Cheesesteak Crostini

May 30, 2019 Menu No Comments

Growing up in South Philadelphia, you would think that my food blog would feature the occasional cheesesteak-inspired recipe. Up until this post, my Cheesesteak Egg Rolls recipe was the only recipe that was somewhat related to the beloved South Philly sandwich. Thanks to an all-appetizer Memorial Day Weekend get together with our friends Chrissy, Carl and Lucas, I am now able to add another cheesesteak recipe to my repertoire…and this recipe even comes with a couple of creative variations!

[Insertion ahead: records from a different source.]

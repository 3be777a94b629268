//! Debug log collection through the privileged helper script.
//!
//! The helper gathers Bassline's logs and configuration files and prints them
//! to stdout. It must run as root, so it is invoked through `sudo`. Callers
//! only ever see a [`DebugLogBundle`] or a [`LogCollectionScriptFailedError`];
//! the subprocess is an implementation detail.

use std::ffi::{OsStr, OsString};
use std::process::{Command, Stdio};

use thiserror::Error;
use tracing::{error, info};

use crate::config::DebugLogsConfig;

/// Privilege-escalation front end used to run the helper.
pub const DEFAULT_PRIVILEGE_COMMAND: &str = "sudo";

/// Location of the helper installed by the Bassline package.
pub const DEFAULT_SCRIPT_PATH: &str = "/opt/bassline-privileged/collect-debug-logs";

/// Asks the helper for quiet, non-interactive output.
pub const QUIET_FLAG: &str = "-q";

// ---------------------------------------------------------------------------
// Errors
// ---------------------------------------------------------------------------

/// The helper script did not complete successfully.
#[derive(Debug, Error)]
#[error("log collection script failed: `{command}` {failure}{}", stderr_suffix(.stderr))]
pub struct LogCollectionScriptFailedError {
    command: String,
    failure: ScriptFailure,
    stderr: String,
}

/// How the helper process failed.
#[derive(Debug, Error)]
pub enum ScriptFailure {
    #[error("returned non-zero exit status {0}")]
    NonZeroExit(i32),

    #[error("was terminated by a signal")]
    Terminated,

    #[error("could not be started: {0}")]
    Launch(std::io::Error),
}

impl LogCollectionScriptFailedError {
    /// The command line that was run.
    pub fn command(&self) -> &str {
        &self.command
    }

    pub fn failure(&self) -> &ScriptFailure {
        &self.failure
    }

    /// Exit code of the helper, if it exited on its own.
    pub fn exit_code(&self) -> Option<i32> {
        match self.failure {
            ScriptFailure::NonZeroExit(code) => Some(code),
            _ => None,
        }
    }

    /// Whatever the helper wrote to stderr, trimmed.
    pub fn stderr(&self) -> &str {
        &self.stderr
    }
}

fn stderr_suffix(stderr: &str) -> String {
    if stderr.is_empty() {
        String::new()
    } else {
        format!(": {stderr}")
    }
}

// ---------------------------------------------------------------------------
// Bundle
// ---------------------------------------------------------------------------

/// Raw stdout of the helper script, returned verbatim.
///
/// The content is whatever the helper prints (logs and config snapshots);
/// no structure is imposed on it here.
#[derive(Debug, Clone, PartialEq, Eq)]
pub struct DebugLogBundle(Vec<u8>);

impl DebugLogBundle {
    pub fn as_bytes(&self) -> &[u8] {
        &self.0
    }

    pub fn into_bytes(self) -> Vec<u8> {
        self.0
    }

    pub fn len(&self) -> usize {
        self.0.len()
    }

    pub fn is_empty(&self) -> bool {
        self.0.is_empty()
    }

    /// Text view of the bundle. Invalid UTF-8 is replaced, not rejected.
    pub fn to_string_lossy(&self) -> String {
        String::from_utf8_lossy(&self.0).into_owned()
    }
}

impl From<DebugLogBundle> for Vec<u8> {
    fn from(bundle: DebugLogBundle) -> Self {
        bundle.0
    }
}

// ---------------------------------------------------------------------------
// Collector
// ---------------------------------------------------------------------------

/// Runs the debug log helper and captures its output.
///
/// The command line is fixed when the collector is built. Each call to
/// [`LogCollector::collect`] spawns a fresh process; nothing is cached and no
/// state is shared between calls.
#[derive(Debug, Clone)]
pub struct LogCollector {
    program: OsString,
    args: Vec<OsString>,
}

impl Default for LogCollector {
    fn default() -> Self {
        Self::new(
            DEFAULT_PRIVILEGE_COMMAND,
            [DEFAULT_SCRIPT_PATH, QUIET_FLAG],
        )
    }
}

impl LogCollector {
    pub fn new<P, I, S>(program: P, args: I) -> Self
    where
        P: AsRef<OsStr>,
        I: IntoIterator<Item = S>,
        S: AsRef<OsStr>,
    {
        Self {
            program: program.as_ref().to_os_string(),
            args: args.into_iter().map(|a| a.as_ref().to_os_string()).collect(),
        }
    }

    /// Build the command line from configuration. An empty
    /// `privilege_command` runs the script directly.
    pub fn from_config(config: &DebugLogsConfig) -> Self {
        let mut args: Vec<OsString> = Vec::new();
        let program = if config.privilege_command.trim().is_empty() {
            config.script_path.clone().into_os_string()
        } else {
            args.push(config.script_path.clone().into_os_string());
            OsString::from(config.privilege_command.trim())
        };
        if config.quiet {
            args.push(OsString::from(QUIET_FLAG));
        }
        Self { program, args }
    }

    /// Human-readable command line, used in logs and error messages.
    pub fn command_line(&self) -> String {
        std::iter::once(&self.program)
            .chain(self.args.iter())
            .map(|s| s.to_string_lossy())
            .collect::<Vec<_>>()
            .join(" ")
    }

    /// Run the helper and return its full stdout.
    ///
    /// Blocks until the process exits. There is no timeout and no retry: the
    /// call either yields the whole bundle or fails.
    pub fn collect(&self) -> Result<DebugLogBundle, LogCollectionScriptFailedError> {
        let command = self.command_line();
        info!(%command, "collecting debug logs");

        let output = Command::new(&self.program)
            .args(&self.args)
            .stdin(Stdio::null())
            .output()
            .map_err(|e| fail(command.clone(), ScriptFailure::Launch(e), String::new()))?;

        if output.status.success() {
            info!(bytes = output.stdout.len(), "debug logs collected");
            return Ok(DebugLogBundle(output.stdout));
        }

        let failure = match output.status.code() {
            Some(code) => ScriptFailure::NonZeroExit(code),
            None => ScriptFailure::Terminated,
        };
        let stderr = String::from_utf8_lossy(&output.stderr).trim().to_string();
        Err(fail(command, failure, stderr))
    }
}

fn fail(command: String, failure: ScriptFailure, stderr: String) -> LogCollectionScriptFailedError {
    error!(%command, %failure, %stderr, "debug log collection failed");
    LogCollectionScriptFailedError {
        command,
        failure,
        stderr,
    }
}

/// Collect debug logs with the stock `sudo` helper invocation.
pub fn collect() -> Result<DebugLogBundle, LogCollectionScriptFailedError> {
    LogCollector::default().collect()
}

// ---------------------------------------------------------------------------
// Tests
// ---------------------------------------------------------------------------
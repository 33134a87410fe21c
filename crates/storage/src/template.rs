use std::sync::Arc;

use bson::{doc, oid::ObjectId};
use eyre::Error;
use model::{session::Session, template::TrainingTemplate};
use mongodb::Collection;

use crate::session::Db;

const COLLECTION: &str = "training_templates";

#[derive(Clone)]
pub struct TemplateStore {
    collection: Arc<Collection<TrainingTemplate>>,
}

impl TemplateStore {
    pub(crate) fn new(db: &Db) -> Self {
        TemplateStore {
            collection: Arc::new(db.collection(COLLECTION)),
        }
    }

    pub async fn insert(
        &self,
        session: &mut Session,
        template: TrainingTemplate,
    ) -> Result<(), Error> {
        self.collection
            .insert_one(template)
            .session(&mut **session)
            .await?;
        Ok(())
    }

    pub async fn get(
        &self,
        session: &mut Session,
        id: ObjectId,
    ) -> Result<Option<TrainingTemplate>, Error> {
        Ok(self
            .collection
            .find_one(doc! { "_id": id })
            .session(&mut **session)
            .await?)
    }

    pub async fn find_active(
        &self,
        session: &mut Session,
    ) -> Result<Vec<TrainingTemplate>, Error> {
        let mut cursor = self
            .collection
            .find(doc! { "is_active": true })
            .session(&mut **session)
            .await?;
        let mut templates = Vec::new();
        while let Some(template) = cursor.next(&mut *session).await {
            templates.push(template?);
        }
        Ok(templates)
    }
}
use std::ops::Deref;

use bson::{doc, oid::ObjectId};
use eyre::{Context as _, Error};
use model::session::Session;
use mongodb::{Client, Database};

#[derive(Clone)]
pub struct Db {
    client: Client,
    db: Database,
}

impl Db {
    pub(crate) async fn new(uri: &str, db_name: &str) -> Result<Self, Error> {
        let client = Client::with_uri_str(uri)
            .await
            .context("Failed to connect to MongoDB")?;
        let db = client.database(db_name);
        db.run_command(doc! { "ping": 1 })
            .await
            .context("Failed to ping MongoDB")?;
        Ok(Db { client, db })
    }

    /// Starts a session bound to the actor performing the operation.
    pub async fn start_session(&self, actor: ObjectId) -> Result<Session, Error> {
        let session = self.client.start_session().await?;
        Ok(Session::new(session, actor))
    }
}

impl Deref for Db {
    type Target = Database;

    fn deref(&self) -> &Self::Target {
        &self.db
    }
}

The definition of crostini is a small piece of toasted bread, served with a food topping or spread. Being that a cheesesteak is served on a long roll topped with either Cheese Whiz, provolone or American cheese and the optional fried onions (fondly referred to as a cheesesteak ‘wit’ or ‘witout’ – you leave off the ‘h’ when ordering at one of the classic South Philly joints), a cheesesteak crostini seemed like a match made in heaven. The crostini part itself was very easy. I would slice up a baguette into 1/2 inch slices and toast it with a garlic butter spread until lightly brown. My cheese of choice is provolone, so I would add a half slice of provolone to each crostini toast and continue to heat them until the cheese just starts to melt, then top it with the cooked steak and caramelized onions.

Caramelizing the onions. You can do this up to a day in advance,

The trick to this recipe is what cut of steak to use? My preference for steak sandwich meat has always been ribeye. While I do prefer a more tender fillet when eating a piece of steak, there is simply not enough flavor in a fillet to have it work well in a steak sandwich. The fat content in a ribeye is just enough for good flavor, without making the steak tough or chewy. If in a pinch, frozen sliced sandwich steaks, such as Steak-umms, would also work.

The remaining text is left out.